▶ [Instructions to follow]:
Tally the lines of these entries that include "message"; respond with only that tally.

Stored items

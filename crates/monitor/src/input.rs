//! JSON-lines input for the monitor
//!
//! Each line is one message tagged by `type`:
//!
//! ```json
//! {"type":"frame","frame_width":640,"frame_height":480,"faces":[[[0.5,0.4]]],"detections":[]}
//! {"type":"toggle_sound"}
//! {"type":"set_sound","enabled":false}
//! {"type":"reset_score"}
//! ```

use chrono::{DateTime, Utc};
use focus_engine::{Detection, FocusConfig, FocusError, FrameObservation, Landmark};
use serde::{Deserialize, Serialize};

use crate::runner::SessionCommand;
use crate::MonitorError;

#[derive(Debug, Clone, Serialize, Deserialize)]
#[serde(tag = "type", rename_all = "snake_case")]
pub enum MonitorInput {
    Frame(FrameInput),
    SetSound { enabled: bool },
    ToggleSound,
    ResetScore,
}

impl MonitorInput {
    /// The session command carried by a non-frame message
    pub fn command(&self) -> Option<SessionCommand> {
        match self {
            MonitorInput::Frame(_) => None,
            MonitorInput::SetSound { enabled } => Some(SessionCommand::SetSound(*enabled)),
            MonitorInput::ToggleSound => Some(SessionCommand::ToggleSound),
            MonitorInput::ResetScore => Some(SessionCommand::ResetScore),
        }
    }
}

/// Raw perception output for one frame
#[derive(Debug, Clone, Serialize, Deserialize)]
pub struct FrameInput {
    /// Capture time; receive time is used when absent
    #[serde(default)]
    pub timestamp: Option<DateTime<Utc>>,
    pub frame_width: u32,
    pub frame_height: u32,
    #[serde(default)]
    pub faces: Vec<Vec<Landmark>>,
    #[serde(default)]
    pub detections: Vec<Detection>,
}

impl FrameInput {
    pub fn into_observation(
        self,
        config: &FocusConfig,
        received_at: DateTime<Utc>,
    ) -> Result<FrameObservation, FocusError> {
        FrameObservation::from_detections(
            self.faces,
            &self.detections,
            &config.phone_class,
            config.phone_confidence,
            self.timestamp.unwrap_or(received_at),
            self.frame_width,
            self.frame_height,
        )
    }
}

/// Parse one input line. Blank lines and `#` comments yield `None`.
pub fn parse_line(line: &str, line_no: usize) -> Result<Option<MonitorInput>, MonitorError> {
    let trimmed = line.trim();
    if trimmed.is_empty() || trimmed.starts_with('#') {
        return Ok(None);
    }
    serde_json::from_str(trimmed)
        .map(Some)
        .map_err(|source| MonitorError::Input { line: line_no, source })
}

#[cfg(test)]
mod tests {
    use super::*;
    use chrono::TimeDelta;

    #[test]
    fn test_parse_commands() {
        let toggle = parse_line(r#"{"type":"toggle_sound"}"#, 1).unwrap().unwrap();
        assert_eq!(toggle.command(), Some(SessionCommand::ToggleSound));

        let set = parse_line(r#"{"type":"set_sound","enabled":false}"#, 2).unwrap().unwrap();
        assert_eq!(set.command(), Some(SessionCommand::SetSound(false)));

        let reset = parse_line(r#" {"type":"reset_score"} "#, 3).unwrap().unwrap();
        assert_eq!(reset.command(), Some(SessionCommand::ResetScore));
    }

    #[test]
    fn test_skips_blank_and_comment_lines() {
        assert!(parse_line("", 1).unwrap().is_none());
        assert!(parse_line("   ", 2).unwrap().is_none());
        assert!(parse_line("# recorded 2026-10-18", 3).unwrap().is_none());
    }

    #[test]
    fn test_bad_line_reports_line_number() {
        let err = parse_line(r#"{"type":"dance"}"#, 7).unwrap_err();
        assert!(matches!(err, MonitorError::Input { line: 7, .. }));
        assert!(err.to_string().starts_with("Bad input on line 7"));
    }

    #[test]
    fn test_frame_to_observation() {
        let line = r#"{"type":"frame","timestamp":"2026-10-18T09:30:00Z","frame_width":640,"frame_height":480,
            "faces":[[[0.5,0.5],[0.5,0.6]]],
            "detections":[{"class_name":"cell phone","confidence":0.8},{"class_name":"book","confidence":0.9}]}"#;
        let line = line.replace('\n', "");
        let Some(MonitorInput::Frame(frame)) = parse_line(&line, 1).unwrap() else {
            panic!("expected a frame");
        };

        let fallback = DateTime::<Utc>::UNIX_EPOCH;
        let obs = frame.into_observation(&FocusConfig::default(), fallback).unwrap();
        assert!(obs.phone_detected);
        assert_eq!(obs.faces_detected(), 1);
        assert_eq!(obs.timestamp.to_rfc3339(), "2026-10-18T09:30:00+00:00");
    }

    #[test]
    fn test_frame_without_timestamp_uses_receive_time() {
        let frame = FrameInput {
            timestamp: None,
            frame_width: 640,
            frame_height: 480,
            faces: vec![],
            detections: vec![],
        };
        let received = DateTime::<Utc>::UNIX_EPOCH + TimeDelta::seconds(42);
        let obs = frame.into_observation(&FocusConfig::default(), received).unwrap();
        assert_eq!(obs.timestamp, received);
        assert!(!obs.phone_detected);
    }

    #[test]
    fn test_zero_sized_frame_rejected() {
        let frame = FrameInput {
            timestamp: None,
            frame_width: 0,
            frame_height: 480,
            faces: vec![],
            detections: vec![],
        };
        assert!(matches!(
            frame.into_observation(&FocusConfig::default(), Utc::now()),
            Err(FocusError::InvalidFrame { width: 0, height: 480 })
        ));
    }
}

--

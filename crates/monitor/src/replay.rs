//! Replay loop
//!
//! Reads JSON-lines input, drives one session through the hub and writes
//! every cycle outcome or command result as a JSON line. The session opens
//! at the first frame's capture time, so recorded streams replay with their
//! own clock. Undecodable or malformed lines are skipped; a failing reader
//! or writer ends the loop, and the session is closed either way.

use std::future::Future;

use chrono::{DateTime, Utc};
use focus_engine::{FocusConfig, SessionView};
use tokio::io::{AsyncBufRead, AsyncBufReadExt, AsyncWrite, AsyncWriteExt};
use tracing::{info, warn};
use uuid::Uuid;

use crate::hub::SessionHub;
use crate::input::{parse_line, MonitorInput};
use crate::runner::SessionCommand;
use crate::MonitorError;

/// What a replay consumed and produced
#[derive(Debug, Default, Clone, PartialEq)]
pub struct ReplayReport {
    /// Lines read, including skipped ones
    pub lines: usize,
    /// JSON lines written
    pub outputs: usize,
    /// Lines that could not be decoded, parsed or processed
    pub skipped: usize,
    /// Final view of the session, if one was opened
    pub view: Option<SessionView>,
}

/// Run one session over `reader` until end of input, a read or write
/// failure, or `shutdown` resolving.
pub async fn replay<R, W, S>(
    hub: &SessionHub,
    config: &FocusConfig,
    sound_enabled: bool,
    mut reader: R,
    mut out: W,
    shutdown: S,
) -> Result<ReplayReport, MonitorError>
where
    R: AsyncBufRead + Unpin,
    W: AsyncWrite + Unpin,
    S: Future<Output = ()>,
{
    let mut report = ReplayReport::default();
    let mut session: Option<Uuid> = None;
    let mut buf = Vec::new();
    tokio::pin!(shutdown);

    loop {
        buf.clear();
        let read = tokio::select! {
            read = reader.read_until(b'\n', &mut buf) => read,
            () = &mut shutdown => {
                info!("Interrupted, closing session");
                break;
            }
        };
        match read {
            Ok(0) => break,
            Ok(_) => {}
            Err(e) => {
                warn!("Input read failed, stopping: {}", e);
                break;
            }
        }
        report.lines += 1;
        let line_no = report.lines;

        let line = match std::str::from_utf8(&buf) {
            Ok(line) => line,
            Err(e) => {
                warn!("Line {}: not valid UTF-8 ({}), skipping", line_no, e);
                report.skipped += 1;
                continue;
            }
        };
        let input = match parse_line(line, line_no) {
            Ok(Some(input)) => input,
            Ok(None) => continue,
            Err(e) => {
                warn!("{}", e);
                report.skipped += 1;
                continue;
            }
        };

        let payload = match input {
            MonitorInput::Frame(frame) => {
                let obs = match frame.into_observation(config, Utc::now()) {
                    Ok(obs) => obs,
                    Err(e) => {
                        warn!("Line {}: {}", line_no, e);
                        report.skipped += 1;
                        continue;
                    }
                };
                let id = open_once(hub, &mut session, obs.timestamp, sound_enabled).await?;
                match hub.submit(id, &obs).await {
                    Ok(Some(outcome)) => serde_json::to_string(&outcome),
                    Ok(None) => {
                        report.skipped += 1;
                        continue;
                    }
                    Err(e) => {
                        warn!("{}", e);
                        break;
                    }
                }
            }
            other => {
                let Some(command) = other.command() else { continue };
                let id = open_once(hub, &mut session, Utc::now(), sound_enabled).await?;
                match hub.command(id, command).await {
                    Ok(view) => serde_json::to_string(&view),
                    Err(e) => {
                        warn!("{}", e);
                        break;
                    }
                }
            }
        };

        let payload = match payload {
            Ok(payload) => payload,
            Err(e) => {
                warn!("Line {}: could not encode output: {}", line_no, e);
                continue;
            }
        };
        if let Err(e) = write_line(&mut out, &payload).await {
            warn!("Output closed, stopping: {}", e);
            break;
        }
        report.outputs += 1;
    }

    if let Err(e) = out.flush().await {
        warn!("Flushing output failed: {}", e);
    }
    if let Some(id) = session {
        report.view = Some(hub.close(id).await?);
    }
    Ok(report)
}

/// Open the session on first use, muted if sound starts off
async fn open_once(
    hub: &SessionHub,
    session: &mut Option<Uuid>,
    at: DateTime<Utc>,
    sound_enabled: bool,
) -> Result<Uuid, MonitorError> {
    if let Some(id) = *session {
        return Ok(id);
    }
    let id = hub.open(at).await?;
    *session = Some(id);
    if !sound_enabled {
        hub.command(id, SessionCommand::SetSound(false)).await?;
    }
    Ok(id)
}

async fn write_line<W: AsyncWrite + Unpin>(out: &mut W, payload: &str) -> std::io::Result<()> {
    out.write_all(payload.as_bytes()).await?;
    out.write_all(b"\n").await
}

---

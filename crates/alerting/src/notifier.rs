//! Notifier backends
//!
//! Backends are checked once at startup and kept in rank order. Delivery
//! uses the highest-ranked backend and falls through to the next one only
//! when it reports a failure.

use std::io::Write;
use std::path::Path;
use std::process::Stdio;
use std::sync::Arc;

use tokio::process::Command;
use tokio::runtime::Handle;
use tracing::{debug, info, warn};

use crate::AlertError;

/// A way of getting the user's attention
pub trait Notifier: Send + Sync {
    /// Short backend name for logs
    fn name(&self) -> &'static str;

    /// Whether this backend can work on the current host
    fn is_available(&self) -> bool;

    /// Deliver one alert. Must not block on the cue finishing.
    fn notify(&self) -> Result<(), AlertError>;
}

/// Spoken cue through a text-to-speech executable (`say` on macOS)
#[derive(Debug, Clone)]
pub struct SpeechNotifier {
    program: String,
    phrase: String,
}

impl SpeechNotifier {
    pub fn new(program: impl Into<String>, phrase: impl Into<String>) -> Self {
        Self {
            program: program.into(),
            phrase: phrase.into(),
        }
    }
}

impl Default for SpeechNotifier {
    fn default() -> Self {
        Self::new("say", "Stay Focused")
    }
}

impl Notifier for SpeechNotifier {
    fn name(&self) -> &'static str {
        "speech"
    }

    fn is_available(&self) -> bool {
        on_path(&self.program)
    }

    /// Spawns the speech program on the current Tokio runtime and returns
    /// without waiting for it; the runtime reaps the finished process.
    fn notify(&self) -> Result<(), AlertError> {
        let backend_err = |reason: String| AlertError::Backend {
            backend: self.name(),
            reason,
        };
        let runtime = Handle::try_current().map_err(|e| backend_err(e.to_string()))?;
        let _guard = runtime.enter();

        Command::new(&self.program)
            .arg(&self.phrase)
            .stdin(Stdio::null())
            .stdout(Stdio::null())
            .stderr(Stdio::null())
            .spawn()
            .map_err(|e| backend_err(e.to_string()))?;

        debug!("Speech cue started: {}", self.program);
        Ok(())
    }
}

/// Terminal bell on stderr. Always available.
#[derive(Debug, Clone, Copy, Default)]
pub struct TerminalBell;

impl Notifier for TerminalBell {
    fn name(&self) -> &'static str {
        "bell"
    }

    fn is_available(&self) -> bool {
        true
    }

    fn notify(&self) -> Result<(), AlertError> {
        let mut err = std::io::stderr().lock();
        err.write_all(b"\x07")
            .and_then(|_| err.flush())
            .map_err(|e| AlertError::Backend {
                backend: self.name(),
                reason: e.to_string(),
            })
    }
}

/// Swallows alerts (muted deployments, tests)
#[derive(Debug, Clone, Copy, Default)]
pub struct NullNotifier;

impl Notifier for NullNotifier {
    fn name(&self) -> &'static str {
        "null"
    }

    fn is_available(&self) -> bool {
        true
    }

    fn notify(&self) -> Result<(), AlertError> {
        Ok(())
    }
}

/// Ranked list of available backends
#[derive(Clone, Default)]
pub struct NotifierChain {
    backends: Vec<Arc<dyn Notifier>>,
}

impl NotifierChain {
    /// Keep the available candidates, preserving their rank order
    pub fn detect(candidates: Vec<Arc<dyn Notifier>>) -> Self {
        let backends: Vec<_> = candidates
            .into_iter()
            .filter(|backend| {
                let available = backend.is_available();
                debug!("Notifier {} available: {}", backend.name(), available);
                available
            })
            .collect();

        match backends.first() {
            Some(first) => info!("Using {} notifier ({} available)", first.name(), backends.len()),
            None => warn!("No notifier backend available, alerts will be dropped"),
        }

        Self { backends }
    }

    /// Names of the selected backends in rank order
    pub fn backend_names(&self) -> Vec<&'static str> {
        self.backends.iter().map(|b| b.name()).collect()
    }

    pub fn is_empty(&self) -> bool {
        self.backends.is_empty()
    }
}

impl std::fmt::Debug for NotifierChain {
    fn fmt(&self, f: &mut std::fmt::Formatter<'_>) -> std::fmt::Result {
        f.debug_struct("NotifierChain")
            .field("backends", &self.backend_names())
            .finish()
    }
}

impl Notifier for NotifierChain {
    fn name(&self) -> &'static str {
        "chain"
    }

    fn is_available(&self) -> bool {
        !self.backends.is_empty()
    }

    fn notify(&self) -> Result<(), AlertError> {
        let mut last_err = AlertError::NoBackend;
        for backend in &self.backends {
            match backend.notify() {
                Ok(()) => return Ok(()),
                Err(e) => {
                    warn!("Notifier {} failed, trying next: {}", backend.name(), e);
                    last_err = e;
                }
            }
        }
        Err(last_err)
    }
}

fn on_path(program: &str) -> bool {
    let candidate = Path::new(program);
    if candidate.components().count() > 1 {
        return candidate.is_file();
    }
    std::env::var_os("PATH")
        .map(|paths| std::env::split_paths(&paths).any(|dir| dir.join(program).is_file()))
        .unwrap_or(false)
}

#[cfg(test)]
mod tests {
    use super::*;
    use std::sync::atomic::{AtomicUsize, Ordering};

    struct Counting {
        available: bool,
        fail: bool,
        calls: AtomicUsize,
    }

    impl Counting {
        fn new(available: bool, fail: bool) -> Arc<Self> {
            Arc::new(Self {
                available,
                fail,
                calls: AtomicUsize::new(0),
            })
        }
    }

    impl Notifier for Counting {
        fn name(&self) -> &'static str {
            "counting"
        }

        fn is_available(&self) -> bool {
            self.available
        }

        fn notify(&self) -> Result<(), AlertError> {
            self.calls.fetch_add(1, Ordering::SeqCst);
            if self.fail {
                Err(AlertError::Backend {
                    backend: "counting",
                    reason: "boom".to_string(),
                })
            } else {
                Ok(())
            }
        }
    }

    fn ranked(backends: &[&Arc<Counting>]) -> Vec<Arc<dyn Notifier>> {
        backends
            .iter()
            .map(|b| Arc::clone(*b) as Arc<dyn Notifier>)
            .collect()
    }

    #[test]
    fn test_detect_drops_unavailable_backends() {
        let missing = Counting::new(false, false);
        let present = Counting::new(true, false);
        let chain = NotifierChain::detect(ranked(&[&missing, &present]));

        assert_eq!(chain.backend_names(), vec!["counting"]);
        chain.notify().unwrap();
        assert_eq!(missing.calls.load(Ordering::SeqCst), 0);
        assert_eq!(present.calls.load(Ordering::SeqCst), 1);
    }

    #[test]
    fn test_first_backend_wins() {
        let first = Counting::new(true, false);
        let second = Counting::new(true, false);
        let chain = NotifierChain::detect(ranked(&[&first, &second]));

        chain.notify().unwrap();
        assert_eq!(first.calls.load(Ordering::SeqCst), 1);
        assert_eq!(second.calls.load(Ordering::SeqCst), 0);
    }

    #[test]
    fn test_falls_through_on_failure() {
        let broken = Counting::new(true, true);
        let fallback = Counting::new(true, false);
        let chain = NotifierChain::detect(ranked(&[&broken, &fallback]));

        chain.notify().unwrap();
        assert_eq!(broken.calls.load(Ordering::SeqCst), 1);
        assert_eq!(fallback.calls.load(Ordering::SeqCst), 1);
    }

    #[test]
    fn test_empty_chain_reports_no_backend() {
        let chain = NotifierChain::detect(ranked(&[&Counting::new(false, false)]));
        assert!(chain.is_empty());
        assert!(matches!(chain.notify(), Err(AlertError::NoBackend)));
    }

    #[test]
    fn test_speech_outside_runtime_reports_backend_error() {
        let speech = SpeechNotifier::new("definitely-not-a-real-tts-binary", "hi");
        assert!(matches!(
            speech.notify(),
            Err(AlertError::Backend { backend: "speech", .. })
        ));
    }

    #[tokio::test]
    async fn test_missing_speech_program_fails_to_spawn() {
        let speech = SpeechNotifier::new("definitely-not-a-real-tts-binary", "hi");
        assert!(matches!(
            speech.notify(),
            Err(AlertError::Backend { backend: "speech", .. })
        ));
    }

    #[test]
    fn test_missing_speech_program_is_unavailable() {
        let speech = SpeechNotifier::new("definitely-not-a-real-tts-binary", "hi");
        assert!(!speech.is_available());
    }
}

▶ [Task answer]:
2